**Given records**.
//! # Density-Independent Pixels (Dp)
//!
//! Visual sizes that should look the same on every screen (the cursor box,
//! the touch slop) are configured in [`Dp`] and converted to physical pixels
//! with the density of the surface the slider lives on.
//!
//! Unlike a process-wide scale factor, the density is passed explicitly to
//! every conversion so two sliders on surfaces with different densities can
//! coexist.
//!
//! ```
//! use scaleview_ui::{Dp, Px};
//!
//! let cursor_width = Dp(8.0);
//! assert_eq!(cursor_width.to_px(2.0), Px(16.0));
//! assert_eq!(Dp::from_pixels_f32(16.0, 2.0), cursor_width);
//! ```

use crate::Px;

/// Density-independent pixels.
#[derive(Debug, Default, Clone, Copy, PartialEq, PartialOrd)]
#[cfg_attr(feature = "serde", derive(serde::Serialize, serde::Deserialize))]
pub struct Dp(pub f64);

impl Dp {
    /// A constant representing zero dp.
    pub const ZERO: Self = Self(0.0);

    /// Creates a new `Dp` instance.
    pub const fn new(value: f64) -> Self {
        Dp(value)
    }

    /// Converts to physical pixels as `f32`.
    pub fn to_pixels_f32(&self, scale_factor: f64) -> f32 {
        (self.0 * scale_factor) as f32
    }

    /// Creates a `Dp` value from physical pixels.
    pub fn from_pixels_f32(value: f32, scale_factor: f64) -> Self {
        Dp(value as f64 / scale_factor)
    }

    /// Converts to [`Px`].
    pub fn to_px(&self, scale_factor: f64) -> Px {
        Px::from_dp(*self, scale_factor)
    }
}

impl From<f64> for Dp {
    fn from(value: f64) -> Self {
        Dp(value)
    }
}

#[cfg(test)]
mod tests {
    use super::*;

    #[test]
    fn round_trips_through_pixels() {
        let dp = Dp(32.0);
        let px = dp.to_pixels_f32(3.0);
        assert_eq!(px, 96.0);
        assert_eq!(Dp::from_pixels_f32(px, 3.0), dp);
    }

    #[test]
    fn unit_scale_is_identity() {
        assert_eq!(Dp(8.0).to_px(1.0), Px(8.0));
    }
}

**What to work on**.
Give only the lines from the one holding "Creates a new" through the one holding "pub fn from_pixels_f32(value: f32, scale_factor: f64)", each restated exactly as it appears above.

**Exercise solution**.
    /// Creates a new `Dp` instance.
    pub const fn new(value: f64) -> Self {
        Dp(value)
    }

    /// Converts to physical pixels as `f32`.
    pub fn to_pixels_f32(&self, scale_factor: f64) -> f32 {
        (self.0 * scale_factor) as f32
    }

    /// Creates a `Dp` value from physical pixels.
    pub fn from_pixels_f32(value: f32, scale_factor: f64) -> Self {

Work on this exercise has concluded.